Calcio, ancora violenze, servono carcere e trasferte bloccate

Oltre a sbattere in carcere chiunque violi leggi e regolamenti sportivi, bisogna bloccare la trasferte degli ultras a tempo indeterminato e assegnare le “partite a tavolino” agli avversari come conseguenza di qualsiasi episodio di violenza che possa addebitarsi alle tifoserie,  perché è evidente che porre un freno ai deliri di pseudo tifosi che si comportano da criminali in queste condizioni non si può.

 

Scontri, accoltellamenti, risse e pestaggi selvaggi fra gli ultras sono all’ordine del giorno, si verificano prima e dopo le partite e persino sulle autostrade. Chi fa sicurezza non può permettersi il lusso di fornire dei badanti a questi criminali giorno e notte, non si può arrivare all’assurdo di dover scortare i tifosi. Di queste follie calcistiche gli operatori delle Forze dell’ordine ne hanno piene le tasche. Abbiamo ben altri ineludibili problemi legati alla sicurezza in Italia per continuare a impiegare soldi, uomini e mezzi per questi cialtroni fuorilegge.

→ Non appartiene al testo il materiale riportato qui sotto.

//! Optimistic Transactions
//!
//! ```text
//!   WATCH k ──▶ snapshot version(k)
//!   MULTI   ──▶ queue commands (+QUEUED)
//!   EXEC    ──▶ lock union of all keys + watched keys
//!               ├─ any watched version changed? ──▶ *0 (nothing runs)
//!               └─ run queued commands in order, recording undo lines
//!                    ├─ all ok      ──▶ bump write versions, reply results
//!                    └─ one failed  ──▶ replay undo lines newest first,
//!                                        reply EXECABORT
//! ```
//!
//! Rollback is compensation, not isolation: each undo line is an ordinary
//! command computed from the state just before the queued command ran.

use crate::commands::CommandError;
use crate::db::registry::{command_name, validate_arity};
use crate::db::Db;
use crate::protocol::{CmdLine, Reply};
use bytes::Bytes;
use std::collections::HashMap;
use tracing::warn;

pub const DISCARDED: &str = "EXECABORT Transaction discarded because of previous errors.";

/// Per-connection transaction state.
#[derive(Debug, Default)]
pub struct Session {
    multi: bool,
    queue: Vec<CmdLine>,
    watching: HashMap<Bytes, u64>,
    authenticated: bool,
}

impl Session {
    pub fn new() -> Self {
        Self::default()
    }

    pub fn in_multi(&self) -> bool {
        self.multi
    }

    pub fn queued(&self) -> usize {
        self.queue.len()
    }

    pub fn is_authenticated(&self) -> bool {
        self.authenticated
    }

    pub(crate) fn set_authenticated(&mut self, value: bool) {
        self.authenticated = value;
    }
}

impl Db {
    pub(crate) fn start_multi(&self, session: &mut Session) -> Reply {
        if session.multi {
            return Reply::error("ERR MULTI calls can not be nested");
        }
        session.multi = true;
        Reply::ok()
    }

    pub(crate) fn discard_multi(&self, session: &mut Session) -> Reply {
        if !session.multi {
            return Reply::error("ERR DISCARD without MULTI");
        }
        session.multi = false;
        session.queue.clear();
        session.watching.clear();
        Reply::ok()
    }

    pub(crate) fn watch(&self, session: &mut Session, keys: &[Bytes]) -> Reply {
        if session.multi {
            return Reply::error("ERR WATCH inside MULTI is not allowed");
        }
        for key in keys {
            session
                .watching
                .insert(key.clone(), self.get_version(key));
        }
        Reply::ok()
    }

    pub(crate) fn unwatch(&self, session: &mut Session) -> Reply {
        session.watching.clear();
        Reply::ok()
    }

    /// Validates and queues one command while in MULTI.
    pub(crate) fn enqueue(&self, session: &mut Session, line: &[Bytes]) -> Reply {
        let name = command_name(line);
        let Some(cmd) = self.commands().get(&name) else {
            return CommandError::UnknownCommand(name).into();
        };
        if cmd.prepare.is_none() {
            return Reply::error(format!("ERR command '{}' cannot be used in MULTI", name));
        }
        if !validate_arity(cmd.arity, line) {
            return CommandError::WrongArity(name).into();
        }
        session.queue.push(line.to_vec());
        Reply::queued()
    }

    /// Leaves MULTI and runs the queue. The watch set is consumed whatever
    /// happens.
    pub(crate) fn exec_queued(&self, session: &mut Session) -> Reply {
        if !session.multi {
            return Reply::error("ERR EXEC without MULTI");
        }
        session.multi = false;
        let queue = std::mem::take(&mut session.queue);
        let watching = std::mem::take(&mut session.watching);
        self.exec_multi(&watching, &queue)
    }

    /// Runs `lines` as one transaction under a single batch lock.
    pub fn exec_multi(&self, watching: &HashMap<Bytes, u64>, lines: &[CmdLine]) -> Reply {
        let mut write_keys = Vec::new();
        let mut read_keys: Vec<Bytes> = watching.keys().cloned().collect();
        let mut plan = Vec::with_capacity(lines.len());

        for line in lines {
            let name = command_name(line);
            let Some(cmd) = self.commands().get(&name) else {
                return CommandError::UnknownCommand(name).into();
            };
            let (w, r) = cmd.keys(&line[1..]);
            write_keys.extend(w);
            read_keys.extend(r);
            plan.push(cmd);
        }

        let _guard = self.locks().lock_read_write(&write_keys, &read_keys);

        if watching
            .iter()
            .any(|(key, version)| self.get_version(key) != *version)
        {
            return Reply::empty_multi_bulk();
        }

        let mut results = Vec::with_capacity(lines.len());
        let mut undo_logs: Vec<Vec<CmdLine>> = Vec::with_capacity(lines.len());
        let mut aborted = false;

        for (line, cmd) in lines.iter().zip(plan) {
            let args = &line[1..];
            let undo = cmd.undo_lines(self, args);
            let reply = match (cmd.executor)(self, args) {
                Ok(reply) => reply,
                Err(e) => e.into(),
            };
            if reply.is_error() {
                aborted = true;
                break;
            }
            undo_logs.push(undo);
            results.push(reply);
        }

        if aborted {
            self.rollback(undo_logs);
            return Reply::error(DISCARDED);
        }

        self.add_version(&write_keys);
        Reply::multi_bulk(results)
    }

    // Newest command first; each command's own lines in order.
    fn rollback(&self, undo_logs: Vec<Vec<CmdLine>>) {
        for lines in undo_logs.into_iter().rev() {
            for line in lines {
                let name = command_name(&line);
                let Some(cmd) = self.commands().get(&name) else {
                    warn!(command = %name, "Unknown undo command");
                    continue;
                };
                if let Err(e) = (cmd.executor)(self, &line[1..]) {
                    warn!(command = %name, error = %e, "Undo command failed");
                }
            }
        }
    }
}
//! Stored values.

use bytes::Bytes;
use std::collections::{HashMap, HashSet, VecDeque};

/// Every key holds exactly one of these.
#[derive(Debug, Clone, PartialEq, Eq)]
pub enum DataValue {
    String(Bytes),
    List(VecDeque<Bytes>),
    Hash(HashMap<Bytes, Bytes>),
    Set(HashSet<Bytes>),
}

impl DataValue {
    /// The name `TYPE` reports.
    pub fn type_name(&self) -> &'static str {
        match self {
            DataValue::String(_) => "string",
            DataValue::List(_) => "list",
            DataValue::Hash(_) => "hash",
            DataValue::Set(_) => "set",
        }
    }

    /// True for a collection with no elements left. Such keys are removed.
    pub fn is_empty_collection(&self) -> bool {
        match self {
            DataValue::String(_) => false,
            DataValue::List(l) => l.is_empty(),
            DataValue::Hash(h) => h.is_empty(),
            DataValue::Set(s) => s.is_empty(),
        }
    }
}

impl From<Bytes> for DataValue {
    fn from(value: Bytes) -> Self {
        DataValue::String(value)
    }
}
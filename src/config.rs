//! Server Configuration
//!
//! Settings come from three layers, later layers winning:
//!
//! 1. built-in defaults
//! 2. a redis.conf style file (`--config`)
//! 3. explicit command-line flags
//!
//! The file holds one `directive value` pair per line. `#` starts a
//! comment, blank lines are skipped and directive names are
//! case-insensitive:
//!
//! ```text
//! # tidekv.conf
//! bind 0.0.0.0
//! port 6380
//! maxclients 500
//! appendonly yes
//! appendfilename data.aof
//! requirepass s3cret
//! ```

use crate::db::{AofConfig, DbOptions};
use std::path::{Path, PathBuf};
use thiserror::Error;

/// Errors raised while loading the configuration.
#[derive(Debug, Error)]
pub enum ConfigError {
    #[error("cannot read config file {path}: {source}")]
    Io {
        path: PathBuf,
        #[source]
        source: std::io::Error,
    },

    #[error("line {line}: unknown directive '{directive}'")]
    UnknownDirective { line: usize, directive: String },

    #[error("line {line}: '{directive}' expects exactly one value")]
    MissingValue { line: usize, directive: String },

    #[error("line {line}: invalid value '{value}' for '{directive}'")]
    InvalidValue {
        line: usize,
        directive: String,
        value: String,
    },
}

#[derive(Debug, Clone, PartialEq, Eq)]
pub struct Config {
    /// Address to listen on (default: 127.0.0.1)
    pub bind: String,
    /// Port to listen on (default: 6379)
    pub port: u16,
    /// Connected client limit, 0 for none (default: 10000)
    pub maxclients: usize,
    /// Whether the append-only log is on (default: no)
    pub appendonly: bool,
    /// Log file path (default: appendonly.aof)
    pub appendfilename: PathBuf,
    /// Password for `AUTH` (default: none)
    pub requirepass: Option<String>,
}

impl Default for Config {
    fn default() -> Self {
        Self {
            bind: crate::DEFAULT_HOST.to_string(),
            port: crate::DEFAULT_PORT,
            maxclients: 10_000,
            appendonly: false,
            appendfilename: PathBuf::from("appendonly.aof"),
            requirepass: None,
        }
    }
}

/// Values given explicitly on the command line.
#[derive(Debug, Clone, Default)]
pub struct Overrides {
    pub bind: Option<String>,
    pub port: Option<u16>,
    pub maxclients: Option<usize>,
    pub appendonly: Option<bool>,
    pub appendfilename: Option<PathBuf>,
    pub requirepass: Option<String>,
}

impl Config {
    /// Reads `path` on top of the defaults.
    pub fn load(path: &Path) -> Result<Self, ConfigError> {
        let text = std::fs::read_to_string(path).map_err(|source| ConfigError::Io {
            path: path.to_path_buf(),
            source,
        })?;
        Self::parse(&text)
    }

    /// Parses config file text on top of the defaults.
    pub fn parse(text: &str) -> Result<Self, ConfigError> {
        let mut config = Self::default();
        config.apply_text(text)?;
        Ok(config)
    }

    fn apply_text(&mut self, text: &str) -> Result<(), ConfigError> {
        for (index, raw) in text.lines().enumerate() {
            let line = index + 1;
            let content = raw.trim();
            if content.is_empty() || content.starts_with('#') {
                continue;
            }

            let mut parts = content.split_whitespace();
            let directive = parts.next().unwrap_or_default().to_ascii_lowercase();
            let value = match (parts.next(), parts.next()) {
                (Some(value), None) => unquote(value),
                _ => {
                    return Err(ConfigError::MissingValue { line, directive });
                }
            };
            self.apply_directive(line, &directive, value)?;
        }
        Ok(())
    }

    fn apply_directive(&mut self, line: usize, directive: &str, value: &str) -> Result<(), ConfigError> {
        let invalid = || ConfigError::InvalidValue {
            line,
            directive: directive.to_string(),
            value: value.to_string(),
        };

        match directive {
            "bind" => self.bind = value.to_string(),
            "port" => self.port = value.parse().map_err(|_| invalid())?,
            "maxclients" => self.maxclients = value.parse().map_err(|_| invalid())?,
            "appendonly" => self.appendonly = parse_bool(value).ok_or_else(invalid)?,
            "appendfilename" => self.appendfilename = PathBuf::from(value),
            "requirepass" => {
                self.requirepass = (!value.is_empty()).then(|| value.to_string());
            }
            _ => {
                return Err(ConfigError::UnknownDirective {
                    line,
                    directive: directive.to_string(),
                })
            }
        }
        Ok(())
    }

    /// Applies command-line values over whatever the file set.
    pub fn with_overrides(mut self, overrides: Overrides) -> Self {
        if let Some(bind) = overrides.bind {
            self.bind = bind;
        }
        if let Some(port) = overrides.port {
            self.port = port;
        }
        if let Some(maxclients) = overrides.maxclients {
            self.maxclients = maxclients;
        }
        if let Some(appendonly) = overrides.appendonly {
            self.appendonly = appendonly;
        }
        if let Some(appendfilename) = overrides.appendfilename {
            self.appendfilename = appendfilename;
        }
        if let Some(requirepass) = overrides.requirepass {
            self.requirepass = Some(requirepass);
        }
        self
    }

    /// Returns the bind address as a string
    pub fn bind_address(&self) -> String {
        format!("{}:{}", self.bind, self.port)
    }

    /// Client limit, `None` when unlimited.
    pub fn client_limit(&self) -> Option<usize> {
        (self.maxclients > 0).then_some(self.maxclients)
    }

    /// Engine options for this configuration.
    pub fn db_options(&self) -> DbOptions {
        DbOptions {
            aof: self
                .appendonly
                .then(|| AofConfig::new(&self.appendfilename)),
            requirepass: self.requirepass.clone(),
            ..DbOptions::default()
        }
    }
}

fn parse_bool(value: &str) -> Option<bool> {
    match value.to_ascii_lowercase().as_str() {
        "yes" | "true" => Some(true),
        "no" | "false" => Some(false),
        _ => None,
    }
}

fn unquote(value: &str) -> &str {
    value
        .strip_prefix('"')
        .and_then(|v| v.strip_suffix('"'))
        .unwrap_or(value)
}

#[cfg(test)]
mod tests {
    use super::*;

    #[test]
    fn test_defaults() {
        let config = Config::default();
        assert_eq!(config.bind_address(), "127.0.0.1:6379");
        assert_eq!(config.client_limit(), Some(10_000));
        assert!(!config.appendonly);
        assert!(config.db_options().aof.is_none());
    }

    #[test]
    fn test_parse_file() {
        let text = "\
# comment
BIND 0.0.0.0

port 6380
maxclients 0
appendonly yes
appendfilename \"data.aof\"
requirepass s3cret
";
        let config = Config::parse(text).unwrap();
        assert_eq!(config.bind, "0.0.0.0");
        assert_eq!(config.port, 6380);
        assert_eq!(config.client_limit(), None);
        assert!(config.appendonly);
        assert_eq!(config.appendfilename, PathBuf::from("data.aof"));
        assert_eq!(config.requirepass.as_deref(), Some("s3cret"));

        let options = config.db_options();
        assert_eq!(options.aof.unwrap().path, PathBuf::from("data.aof"));
        assert_eq!(options.requirepass.as_deref(), Some("s3cret"));
    }

    #[test]
    fn test_errors_carry_line_numbers() {
        let err = Config::parse("port 1\nsave 900 1\n").unwrap_err();
        assert!(matches!(err, ConfigError::MissingValue { line: 2, .. }));

        let err = Config::parse("\ndatabases 16\n").unwrap_err();
        assert!(matches!(
            err,
            ConfigError::UnknownDirective { line: 2, ref directive } if directive == "databases"
        ));

        let err = Config::parse("port nope").unwrap_err();
        assert_eq!(err.to_string(), "line 1: invalid value 'nope' for 'port'");

        assert!(Config::parse("appendonly maybe").is_err());
        assert!(Config::parse("port 70000").is_err());
    }

    #[test]
    fn test_overrides_win() {
        let config = Config::parse("port 7000\nappendonly yes\n")
            .unwrap()
            .with_overrides(Overrides {
                port: Some(7001),
                requirepass: Some("pw".to_string()),
                ..Overrides::default()
            });
        assert_eq!(config.port, 7001);
        assert!(config.appendonly);
        assert_eq!(config.requirepass.as_deref(), Some("pw"));
    }

    #[test]
    fn test_load_missing_file() {
        let dir = tempfile::tempdir().unwrap();
        let err = Config::load(&dir.path().join("missing.conf")).unwrap_err();
        assert!(matches!(err, ConfigError::Io { .. }));
    }
}
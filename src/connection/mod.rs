//! Connection Handler Module
//!
//! Each client connection is handled by its own async task holding a
//! private [`Session`](crate::db::Session); all tasks share one
//! [`Db`](crate::db::Db).
//!
//! ## Architecture
//!
//! ```text
//! ┌─────────────────────────────────────────────────────────────┐
//! │                     TCP Listener                            │
//! │                    (server.rs)                              │
//! └──────────────────────┬──────────────────────────────────────┘
//!                        │
//!                        │ accept() + client permit
//!                        ▼
//!           ┌────────────────────────┐
//!           │   For each client...   │
//!           └────────────┬───────────┘
//!                        │
//!                        │ spawn task
//!                        ▼
//! ┌─────────────────────────────────────────────────────────────┐
//! │                 ConnectionHandler                           │
//! │                                                             │
//! │  ┌─────────────┐    ┌─────────────┐    ┌─────────────┐     │
//! │  │ Read bytes  │───>│ Parse frame │───>│  Db::exec   │     │
//! │  └─────────────┘    └─────────────┘    └─────────────┘     │
//! │                                               │             │
//! │                                               ▼             │
//! │                                      ┌─────────────┐        │
//! │                                      │ Send reply  │        │
//! │                                      └─────────────┘        │
//! └─────────────────────────────────────────────────────────────┘
//! ```
//!
//! ## Features
//!
//! - **Async I/O**: Uses Tokio for non-blocking network operations
//! - **Pipelining**: Every frame of a read is executed before one flush
//! - **Statistics**: Tracks connection and command metrics

pub mod handler;

pub use handler::{handle_connection, ConnectionError, ConnectionHandler, ConnectionStats};
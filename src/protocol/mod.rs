//! Wire Protocol
//!
//! TideKV speaks the Redis serialization protocol. The same encoding is used
//! on the socket and inside the append-only log, so this module is shared by
//! the connection layer and by log replay.
//!
//! ## Modules
//!
//! - `reply`: the `Reply` enum and its wire encoding
//! - `parser`: incremental decoder turning bytes into command lines
//!
//! ## Example
//!
//! ```
//! use tidekv::protocol::{parse_command, Reply};
//! use bytes::Bytes;
//!
//! let data = b"*2\r\n$3\r\nGET\r\n$4\r\nname\r\n";
//! let (line, consumed) = parse_command(data).unwrap().unwrap();
//! assert_eq!(line, vec![Bytes::from("GET"), Bytes::from("name")]);
//! assert_eq!(consumed, data.len());
//!
//! let reply = Reply::bulk(Bytes::from("tide"));
//! assert_eq!(reply.to_bytes(), b"$4\r\ntide\r\n");
//! ```

pub mod parser;
pub mod reply;

pub use parser::{parse_command, CommandParser, ProtocolError};
pub use reply::{cmd_line, CmdLine, Reply};
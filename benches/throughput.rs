//! Throughput Benchmark for TideKV
//!
//! Measures the sharded dictionary, the lock table and full command
//! dispatch under various workloads.

use bytes::Bytes;
use criterion::{black_box, criterion_group, criterion_main, Criterion, Throughput};
use std::sync::Arc;
use std::time::Duration;
use tidekv::db::{CommandTable, Db, Session};
use tidekv::protocol::cmd_line;
use tidekv::storage::{Dict, LockTable};

fn replica() -> Arc<Db> {
    Db::replica(Arc::new(CommandTable::builtin()))
}

/// Raw dictionary put/get
fn bench_dict(c: &mut Criterion) {
    let dict: Dict<Bytes> = Dict::new(1 << 16);

    let mut group = c.benchmark_group("dict");
    group.throughput(Throughput::Elements(1));

    group.bench_function("put_small", |b| {
        let mut i = 0u64;
        let value = Bytes::from("small_value");
        b.iter(|| {
            dict.put(Bytes::from(format!("key:{}", i)), value.clone());
            i += 1;
        });
    });

    for i in 0..100_000 {
        dict.put(Bytes::from(format!("key:{}", i)), Bytes::from("value"));
    }

    group.bench_function("get_existing", |b| {
        let mut i = 0u64;
        b.iter(|| {
            let key = format!("key:{}", i % 100_000);
            black_box(dict.get(key.as_bytes()));
            i += 1;
        });
    });

    group.bench_function("get_missing", |b| {
        let mut i = 0u64;
        b.iter(|| {
            let key = format!("missing:{}", i);
            black_box(dict.get(key.as_bytes()));
            i += 1;
        });
    });

    group.finish();
}

/// Ordered batch locking
fn bench_locks(c: &mut Criterion) {
    let locks = LockTable::new(1024);

    let mut group = c.benchmark_group("locks");
    group.throughput(Throughput::Elements(1));

    group.bench_function("single_key", |b| {
        let key = Bytes::from("key");
        b.iter(|| {
            black_box(locks.lock(&key));
        });
    });

    group.bench_function("batch_8_write_8_read", |b| {
        let writes: Vec<Bytes> = (0..8).map(|i| Bytes::from(format!("w{}", i))).collect();
        let reads: Vec<Bytes> = (0..8).map(|i| Bytes::from(format!("r{}", i))).collect();
        b.iter(|| {
            black_box(locks.lock_read_write(&writes, &reads));
        });
    });

    group.finish();
}

/// Full dispatch: lookup, versioning, locking and execution
fn bench_dispatch(c: &mut Criterion) {
    let db = replica();
    let mut session = Session::new();

    let mut group = c.benchmark_group("dispatch");
    group.throughput(Throughput::Elements(1));

    group.bench_function("set", |b| {
        let mut i = 0u64;
        b.iter(|| {
            let key = format!("key:{}", i);
            black_box(db.exec(&mut session, &cmd_line(["SET", key.as_str(), "value"])));
            i += 1;
        });
    });

    group.bench_function("get", |b| {
        let mut i = 0u64;
        b.iter(|| {
            let key = format!("key:{}", i % 10_000);
            black_box(db.exec(&mut session, &cmd_line(["GET", key.as_str()])));
            i += 1;
        });
    });

    group.bench_function("incr_single_counter", |b| {
        let line = cmd_line(["INCR", "counter"]);
        b.iter(|| {
            black_box(db.exec(&mut session, &line));
        });
    });

    group.bench_function("multi_exec_3_commands", |b| {
        let multi = cmd_line(["MULTI"]);
        let set = cmd_line(["SET", "a", "1"]);
        let incr = cmd_line(["INCR", "b"]);
        let push = cmd_line(["LPUSH", "c", "x"]);
        let exec = cmd_line(["EXEC"]);
        b.iter(|| {
            db.exec(&mut session, &multi);
            db.exec(&mut session, &set);
            db.exec(&mut session, &incr);
            db.exec(&mut session, &push);
            black_box(db.exec(&mut session, &exec));
        });
    });

    group.finish();
}

/// Concurrent single-key commands from several threads
fn bench_concurrent(c: &mut Criterion) {
    use std::thread;

    let mut group = c.benchmark_group("concurrent");
    group.measurement_time(Duration::from_secs(10));

    group.bench_function("4_threads_mixed", |b| {
        b.iter(|| {
            let db = replica();
            let handles: Vec<_> = (0..4)
                .map(|t| {
                    let db = Arc::clone(&db);
                    thread::spawn(move || {
                        let mut session = Session::new();
                        for i in 0..10_000 {
                            let key = format!("key:{}:{}", t, i);
                            db.exec(&mut session, &cmd_line(["SET", key.as_str(), "value"]));
                            db.exec(&mut session, &cmd_line(["GET", key.as_str()]));
                        }
                    })
                })
                .collect();

            for handle in handles {
                handle.join().unwrap();
            }

            black_box(db.len());
        });
    });

    group.finish();
}

/// KEYS pattern matching
fn bench_keys(c: &mut Criterion) {
    let db = replica();
    let mut session = Session::new();

    for i in 0..1_000 {
        for prefix in ["user", "session", "cache"] {
            let key = format!("{}:{}", prefix, i);
            db.exec(&mut session, &cmd_line(["SET", key.as_str(), "data"]));
        }
    }

    let mut group = c.benchmark_group("keys");

    group.bench_function("keys_pattern", |b| {
        let line = cmd_line(["KEYS", "user:*"]);
        b.iter(|| {
            black_box(db.exec(&mut session, &line));
        });
    });

    group.bench_function("keys_all", |b| {
        let line = cmd_line(["KEYS", "*"]);
        b.iter(|| {
            black_box(db.exec(&mut session, &line));
        });
    });

    group.finish();
}

criterion_group!(
    benches,
    bench_dict,
    bench_locks,
    bench_dispatch,
    bench_concurrent,
    bench_keys,
);

criterion_main!(benches);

Valter Mazzetti, Segretario Generale Fsp Polizia di Stato, esprime ancora una volta la durissima posizione della Federazione sindacale di Polizia dopo la rissa tra ultras del Bologna e del Torino verificatasi nell’area di servizio Chianti Sud sull’A1, vicino al casello di Firenze Sud.

 

Uno scontro violento in cui non sono mancati lanci di pietre che hanno sfondato i vetri degli autobus dei tifosi, i quali si sono scontrati usando anche bottiglie vuote e cinture, secondo quanto emerso dalle immagini girate dalle telecamere di sorveglianza. Il tutto è avvenuto a due giorni dagli scontri di Milano nel pre partita Inter-Napoli, che sono costati la vita a un tifoso e sono stati funestati da altri incidenti e cori razzisti in campo.

“Trascorrono gli anni e siamo sempre qui a parlare delle stesse cose – si infuria Mazzetti -. Tutto quanto si è fatto fin qui evidentemente non è bastato, ma sistematicamente tornano le polemiche sterili ad ogni morto, o ad ogni vergognosa guerriglia quando non, purtroppo, ad ogni ferimento o uccisione di un appartenente alle Forze dell’ordine che ha la sfortuna di doversi occupare dei servizi d’ordine in occasione di manifestazioni sportive. E’ ora di dire basta, e di passare dalle parole ai fatti. E’ ora di passare a provvedimenti seri e coraggiosi, che dimostrino che lo Stato non è ostaggio di coloro cui fanno capo gli interessi economici legati al business del calcio”.